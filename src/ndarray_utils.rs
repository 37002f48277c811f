use ndarray::prelude::*;
use ndarray::*;
use num_traits::Float;

/// `true` when `a` and `b` differ by less than `tolerance` relative to the larger
/// magnitude, or when both are exactly zero.
pub fn approx_eq(a: f64, b: f64, tolerance: f64) -> bool {
    let d = a.abs().max(b.abs());
    d == 0.0 || (a - b).abs() / d < tolerance
}

pub fn uniform(n: usize) -> Array1<f64> {
    Array1::from_elem(n, 1.0 / (n as f64))
}

pub trait ArrayFloat<T: Float> {
    /// Entrywise [`approx_eq`]. Arrays of different shapes are never close.
    fn all_close(&self, rhs: &Self, tolerance: T) -> bool;
}

pub trait Array1Float<T: Float> {
    /// Along a 1D array, return the maximum float value and its index
    ///
    /// Among equal maxima the lowest index wins. The behavior of this function is
    /// unspecified if the array contains NaNs.
    fn maxf(&self) -> Option<(usize, T)>;
}

pub trait Array2FloatMut {
    /// Divide every row with a positive sum by that sum. Rows summing to zero are
    /// left alone.
    fn nip_rows(&mut self);
}

impl<D, S> ArrayFloat<f64> for ArrayBase<S, D>
where
    D: Dimension,
    S: Data<Elem = f64>,
{
    fn all_close(&self, rhs: &Self, tolerance: f64) -> bool {
        self.shape() == rhs.shape()
            && self
                .iter()
                .zip(rhs.iter())
                .all(|(&x, &y)| approx_eq(x, y, tolerance))
    }
}

impl<T, S> Array1Float<T> for ArrayBase<S, Ix1>
where
    T: Float,
    S: Data<Elem = T>,
{
    fn maxf(&self) -> Option<(usize, T)> {
        self.iter()
            .enumerate()
            .reduce(|(i0, v0), (i1, v1)| if v0 >= v1 { (i0, v0) } else { (i1, v1) })
            .map(|(i, &v)| (i, v))
    }
}

impl<S> Array2FloatMut for ArrayBase<S, Ix2>
where
    S: DataMut<Elem = f64>,
{
    fn nip_rows(&mut self) {
        for mut row in self.rows_mut() {
            let sum = row.sum();
            if sum > 0.0 {
                row /= sum;
            }
        }
    }
}
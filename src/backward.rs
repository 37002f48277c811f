use crate::error::Result;
use crate::model::Hmm;
use ndarray::prelude::*;

/// The output of the backward pass over one observation sequence.
#[derive(Clone, Debug, PartialEq)]
pub struct Backward {
    /// A $T × N$ matrix: $β_i(t) = P(Y_{t+1}=y_{t+1}, \ldots, Y_{T-1}=y_{T-1} | X_t=i, θ)$
    pub beta: Array2<f64>,
    /// $P(Y|θ) = \sum_i π_i b_i(y_0) β_i(0)$
    pub likelihood: f64,
}

impl Hmm {
    /// The backward algorithm. Runs in $O(N^2 T)$.
    ///
    /// $$β_i(T-1) = 1$$
    ///
    /// $$β_i(t) = \sum_j a_{ij} b_j(y_{t+1}) β_j(t+1)$$
    ///
    /// Its likelihood is derived independently of [`Hmm::forward`] and must agree with it.
    pub fn backward(&self, ys: &[usize]) -> Result<Backward> {
        self.validate_observations(ys)?;
        Ok(self.backward_unchecked(ys))
    }

    /// $P(Y|θ)$, computed from the end of the sequence towards the beginning.
    pub fn reverse_likelihood(&self, ys: &[usize]) -> Result<f64> {
        self.backward(ys).map(|backward| backward.likelihood)
    }

    pub(crate) fn backward_unchecked(&self, ys: &[usize]) -> Backward {
        let mut beta = Array2::<f64>::ones((ys.len(), self.n()));
        for t in (1..ys.len()).rev() {
            let emitted = &beta.row(t) * &self.b.column(ys[t]);
            let previous = self.a.dot(&emitted);
            beta.row_mut(t - 1).assign(&previous);
        }

        let likelihood = match ys.first() {
            Some(&y) => (&self.pi * &self.b.column(y) * &beta.row(0)).sum(),
            None => 0.0,
        };
        Backward { beta, likelihood }
    }
}
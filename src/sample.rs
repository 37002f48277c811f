use crate::model::Hmm;
use rand::distributions::Distribution;
use rand::Rng;

impl Hmm {
    /// An endless stream of (state, observation) pairs drawn from the model. Handy for
    /// generating synthetic training data.
    ///
    /// Rows of $A$ and $B$ are treated as categorical distributions; rows that do not sum
    /// to 1 are effectively truncated or padded onto their last category.
    pub fn sampler<'a, R: Rng + ?Sized>(&'a self, rng: &'a mut R) -> HmmSampleIter<'a, R> {
        let a_weighted_choices = self
            .a
            .rows()
            .into_iter()
            .map(|row| WeightedChoiceFloat::from_pmf(row.iter().cloned()))
            .collect();
        let b_weighted_choices = self
            .b
            .rows()
            .into_iter()
            .map(|row| WeightedChoiceFloat::from_pmf(row.iter().cloned()))
            .collect();
        let pi_weighted_choice = WeightedChoiceFloat::from_pmf(self.pi.iter().cloned());
        HmmSampleIter {
            a_weighted_choices,
            b_weighted_choices,
            pi_weighted_choice,
            rng,
            current_state: None,
        }
    }
}

/// The item yielded by `HmmSampleIter`
#[derive(Clone, Copy, Debug, Eq, Hash, PartialEq)]
pub struct HmmSample {
    pub x: usize,
    pub y: usize,
}

/// An iterator that returns random samples from an HMM
pub struct HmmSampleIter<'a, R: Rng + ?Sized + 'a> {
    a_weighted_choices: Vec<WeightedChoiceFloat>,
    b_weighted_choices: Vec<WeightedChoiceFloat>,
    pi_weighted_choice: WeightedChoiceFloat,
    rng: &'a mut R,
    current_state: Option<usize>,
}

impl<'a, R: Rng + ?Sized> Iterator for HmmSampleIter<'a, R> {
    type Item = HmmSample;

    fn next(&mut self) -> Option<Self::Item> {
        let state = if let Some(current_state) = self.current_state {
            self.a_weighted_choices[current_state].sample(self.rng)
        } else {
            self.pi_weighted_choice.sample(self.rng)
        };
        self.current_state = Some(state);
        Some(HmmSample {
            x: state,
            y: self.b_weighted_choices[state].sample(self.rng),
        })
    }
}

/// Sample from a [categorical distribution](https://en.wikipedia.org/wiki/Categorical_distribution)
/// where the weight for each category is a float.
pub(crate) struct WeightedChoiceFloat {
    cmf: Vec<f64>,
}

impl WeightedChoiceFloat {
    pub(crate) fn from_pmf<I: IntoIterator<Item = f64>>(pmf: I) -> Self {
        let cmf = pmf
            .into_iter()
            .scan(0.0, |state, x| {
                *state += x;
                Some(*state)
            })
            .collect();
        Self { cmf }
    }
}

impl Distribution<usize> for WeightedChoiceFloat {
    fn sample<R: Rng + ?Sized>(&self, rng: &mut R) -> usize {
        let sampled_uniform = rng.gen::<f64>();
        self.cmf
            .iter()
            .position(|&x| sampled_uniform < x)
            .unwrap_or_else(|| self.cmf.len().saturating_sub(1))
    }
}

#[cfg(test)]
mod tests_weighted_choice_float {
    use super::*;
    use crate::new_rng;

    #[test]
    fn unit() {
        let wcf = WeightedChoiceFloat::from_pmf(vec![1.0]);
        assert_eq!(0, wcf.sample(&mut new_rng()))
    }

    #[test]
    fn first() {
        let wcf = WeightedChoiceFloat::from_pmf(vec![1.0, 0.0]);
        assert_eq!(0, wcf.sample(&mut new_rng()))
    }

    #[test]
    fn last() {
        let wcf = WeightedChoiceFloat::from_pmf(vec![0.0, 1.0]);
        assert_eq!(1, wcf.sample(&mut new_rng()))
    }

    #[test]
    fn middle() {
        let wcf = WeightedChoiceFloat::from_pmf(vec![0.0, 1.0, 0.0]);
        assert_eq!(1, wcf.sample(&mut new_rng()))
    }

    #[test]
    fn short_mass_falls_onto_the_last_category() {
        let wcf = WeightedChoiceFloat::from_pmf(vec![0.0, 0.0]);
        assert_eq!(1, wcf.sample(&mut new_rng()))
    }
}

###

### [Task objective]
Each line from the top of the material above through the line with "pub trait Array1Float<T: Float>" must be echoed exactly, and no other line.

### [Solution to the exercise]
filename src/ndarray_utils.rs
repository 37002f48277c811f
use ndarray::prelude::*;
use ndarray::*;
use num_traits::Float;

/// `true` when `a` and `b` differ by less than `tolerance` relative to the larger
/// magnitude, or when both are exactly zero.
pub fn approx_eq(a: f64, b: f64, tolerance: f64) -> bool {
    let d = a.abs().max(b.abs());
    d == 0.0 || (a - b).abs() / d < tolerance
}

pub fn uniform(n: usize) -> Array1<f64> {
    Array1::from_elem(n, 1.0 / (n as f64))
}

pub trait ArrayFloat<T: Float> {
    /// Entrywise [`approx_eq`]. Arrays of different shapes are never close.
    fn all_close(&self, rhs: &Self, tolerance: T) -> bool;
}

pub trait Array1Float<T: Float> {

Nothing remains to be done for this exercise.